In [7]:
from datetime import datetime
import datetime as dt

import numpy as np

import math
import matplotlib.pyplot as plt
from matplotlib.backends.backend_pdf import PdfPages

import os

import pandas as pd

# Biblioteki sktime
import sktime
from sktime.forecasting.arima import AutoARIMA
from sktime.forecasting.base import ForecastingHorizon
from sktime.forecasting.compose import make_reduction
from sktime.forecasting.compose import TransformedTargetForecaster, EnsembleForecaster
from sktime.forecasting.fbprophet import Prophet
from sktime.forecasting.ets import AutoETS
from sktime.forecasting.model_selection import (ForecastingRandomizedSearchCV, ForecastingGridSearchCV, SingleWindowSplitter)
from sktime.forecasting.model_selection import temporal_train_test_split
from sktime.forecasting.model_selection._split import temporal_train_test_split
from sktime.forecasting.trend import PolynomialTrendForecaster, STLForecaster
# metryki
from sklearn.metrics import mean_squared_error
from sktime.performance_metrics.forecasting import mean_absolute_percentage_error, mean_squared_percentage_error,MeanSquaredError
from sktime.transformations.series.feature_selection import FeatureSelection
from sktime.transformations.series.outlier_detection import HampelFilter
from sktime.utils.plotting import plot_series
from sklearn.ensemble import RandomForestRegressor
import plotly.express as px
import plotly.graph_objects as go

from xgboost import XGBRegressor

import pickle
from tqdm.auto import tqdm
from functools import reduce

In [8]:
from utils import convert_and_preprocess_daily_to_monthly, convert_weekly_to_daily, convert_weekly_to_daily_xgb, convert_weekly_to_monthly, convert_weekly_to_monthly_xgb, wczytaj_dane_oczyszczone, wczytaj_dane_oczyszczone_do_predykcji, get_most_important_cols, get_most_important_cols2, generate_confidence_intervals, wczytaj_dane_odstajace_do_predykcji, wczytaj_dane_inwentaryzacje_do_predykcji, wczytaj_dane_odstajace, wczytaj_dane_inwentaryzacje, wczytaj_dane_wszystkie, fh_predykcje

`Notatnik do diagnostyki modeli`

In [9]:
def get_data_reader(model_type, mode="train/test"):
    if mode == "train/test":
        if model_type == "oczyszczone":
            return wczytaj_dane_oczyszczone
        if model_type == "odstajace":
            return wczytaj_dane_odstajace
        if model_type == "inwentaryzacje":
            return wczytaj_dane_inwentaryzacje
    elif mode == "pred":
        if model_type == "oczyszczone":
            return wczytaj_dane_oczyszczone_do_predykcji
        if model_type == "odstajace":
            return wczytaj_dane_odstajace_do_predykcji
        if model_type == "inwentaryzacje":
            return wczytaj_dane_inwentaryzacje_do_predykcji
    else:
        raise ValueError(f"Mode {mode} not supported.")

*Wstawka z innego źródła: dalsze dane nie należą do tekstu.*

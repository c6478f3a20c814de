use std::env;
use std::sync::Arc;

use dotenvy::dotenv;
use serde_json::json;
use tornado_llm::ChatProvider;
use tornado_llm::http::reqwest::ReqwestTransport;
use tornado_llm::provider::openai_chat::OpenAiChatProvider;
use tornado_llm::types::{
    ChatMessage, ChatOptions, ChatRequest, ContentPart, FinishReason, ImageContent, ImageDetail,
    ImageSource, ToolChoice, ToolDefinition,
};

const IMAGE_URL: &str = "https://upload.wikimedia.org/wikipedia/commons/thumb/d/dd/Gfp-wisconsin-madison-the-nature-boardwalk.jpg/640px-Gfp-wisconsin-madison-the-nature-boardwalk.jpg";

#[tokio::test]
#[ignore = "requires valid OpenAI-compatible endpoint"]
async fn openai_chat_basic_text_dialog_live() {
    dotenv().ok();
    let Some(provider) = build_provider_from_env() else {
        return;
    };

    let request = ChatRequest::new(vec![
        ChatMessage::system("You are a helpful assistant. Always answer in English."),
        ChatMessage::user("Introduce yourself in one sentence that starts with 'I'."),
    ]);

    let response = provider
        .chat(request)
        .await
        .expect("text dialog request should succeed");
    let text = response.text();
    assert!(
        text.contains('I'),
        "answer should contain 'I' to keep the check stable, got: {text}"
    );
    assert_eq!(response.finish_reason(), Some(&FinishReason::Stop));
}

#[tokio::test]
#[ignore = "requires valid OpenAI-compatible endpoint"]
async fn openai_chat_basic_image_understanding_dialog_live() {
    dotenv().ok();
    let Some(provider) = build_provider_from_env() else {
        return;
    };

    let request = ChatRequest::new(vec![
        ChatMessage::user("What is on the ground in this picture? Answer in one word.").with_part(
            ContentPart::Image(ImageContent {
                source: ImageSource::Url {
                    url: IMAGE_URL.to_string(),
                },
                detail: Some(ImageDetail::Low),
            }),
        ),
    ])
    .with_options(ChatOptions {
        max_tokens: Some(300),
        ..ChatOptions::default()
    });

    let response = provider
        .chat(request)
        .await
        .expect("image request should succeed");
    assert!(!response.text().is_empty(), "assistant should describe the image");
    assert_eq!(response.finish_reason(), Some(&FinishReason::Stop));
}

#[tokio::test]
#[ignore = "requires valid OpenAI-compatible endpoint"]
async fn openai_chat_basic_tool_call_dialog_live() {
    dotenv().ok();
    let Some(provider) = build_provider_from_env() else {
        return;
    };

    let request = ChatRequest::new(vec![ChatMessage::user(
        "What's the weather in Boston today? Call get_current_weather with Boston, MA.",
    )])
    .with_tools(vec![
        ToolDefinition::function("get_current_weather")
            .with_description("Current weather at a location")
            .with_parameters(json!({
                "type": "object",
                "properties": {
                    "location": {"type": "string", "description": "City and state, e.g. San Francisco, CA"},
                    "unit": {"type": "string", "enum": ["celsius", "fahrenheit"]}
                },
                "required": ["location"]
            })),
    ])
    .with_tool_choice(ToolChoice::Function {
        name: "get_current_weather".to_string(),
    });

    let response = provider.chat(request).await.expect("tool call should succeed");
    let calls = response.tool_calls();
    let call = calls.first().expect("response must contain a tool call");
    let location = call
        .arguments
        .get("location")
        .and_then(|value| value.as_str())
        .unwrap_or_default();
    assert!(
        location.contains("Boston"),
        "tool arguments should mention Boston, got: {location}"
    );
}

fn build_provider_from_env() -> Option<OpenAiChatProvider> {
    let Some(endpoint) = load_env_var("OPENAI_CHAT_ENDPOINT") else {
        eprintln!("skip live test: OPENAI_CHAT_ENDPOINT missing");
        return None;
    };
    let Some(api_key) = load_env_var("OPENAI_CHAT_KEY") else {
        eprintln!("skip live test: OPENAI_CHAT_KEY missing");
        return None;
    };
    let Some(model) = load_env_var("OPENAI_CHAT_MODEL") else {
        eprintln!("skip live test: OPENAI_CHAT_MODEL missing");
        return None;
    };

    let transport = Arc::new(ReqwestTransport::default_client().expect("reqwest client"));
    Some(
        OpenAiChatProvider::new(transport, api_key)
            .with_base_url(endpoint)
            .with_default_model(model),
    )
}

fn load_env_var(key: &str) -> Option<String> {
    env::var(key).ok().filter(|value| !value.trim().is_empty())
}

def wykres(y_train ,y_test = None, y_pred_test = None, y_pred_future=None):
    # Wyplotowanie wyników
    fig = px.line(y)
    fig = go.Figure()
    fig.add_trace(
        go.Scatter(
            x=y_train.index,
            y=y_train['VALUE'],
            mode='lines+markers',
            name='TRAIN',
            line=dict(color='blue')

        )
    )
    if y_test is not None:
        fig.add_trace(
            go.Scatter(
                x=y_test.index,
                y=y_test['VALUE'],
                mode='lines+markers',
                name='TEST',
                line=dict(color='green')
            )
        )
    if y_pred_test is not None:
        fig.add_trace(
            go.Scatter(
                x=y_pred_test.index,
                y=y_pred_test['VALUE'],
                name='PRED_TEST',
                mode='lines+markers',
                line=dict(color='orange')
            )
        )

    if y_pred_future is not None:
        fig.add_trace(
            go.Scatter(
                x=y_pred_future.index,
                y=y_pred_future['VALUE'],
                name='MAIN_PRED',
                mode='lines+markers',
                line=dict(color='red')
            )
        )
    return fig

def compute_metrics(y_true, y_pred):
    mape = mean_absolute_percentage_error(y_true, y_pred, symmetric=False)
    mspe = mean_squared_percentage_error(y_true, y_pred, symmetric=False)
    _rmse = MeanSquaredError(square_root=True)
    rmse = _rmse(y_true, y_pred)
    ramka = pd.DataFrame([[mape],[mspe],[rmse]], index= ['MAPE','MSPE','RMSE'])
    ramka.columns = ['wynik']
    return ramka

def postprocess_pred(y_pred):
    y_pred['VALUE'] = y_pred['VALUE'].apply(lambda x: min(x,0))
    return y_pred

In [10]:
model_config = {
    "oczyszczone":
        {
            "ARIMAX":
                {
                    "sp": 4,
                },
            "XGBoost":
                {
                    "window_lengths": [4, 8, 12, 32],
                    "cv_window_length": 52,
                },
            "group_period": 'W'
        },
    "odstajace":
        {
            "ARIMAX":
                {
                    "sp": 1,
                },
            "XGBoost":
                {
                    "window_lengths": [2, 4, 6, 12],
                    "cv_window_length": 6,
                },
            "group_period": 'M'
        },
    "inwentaryzacje":
        {
            "ARIMAX":
                {
                    "sp": 1,
                },
            "XGBoost":
                {
                    "window_lengths": [2, 4, 6, 12],
                    "cv_window_length": 6,
                },
            "group_period": 'M'

        }
}

In [11]:
START_DATE = '...'
END_DATE = '...'

START_PREDICTION_DATE = '...'
TEST_SIZE_M = 7

TEST_SIZE_DICT = {
    "oczyszczone": 31,
    "odstajace": 7,
    "inwentaryzacje":7
}

MODEL_TYPES = ["oczyszczone", "odstajace", "inwentaryzacje"]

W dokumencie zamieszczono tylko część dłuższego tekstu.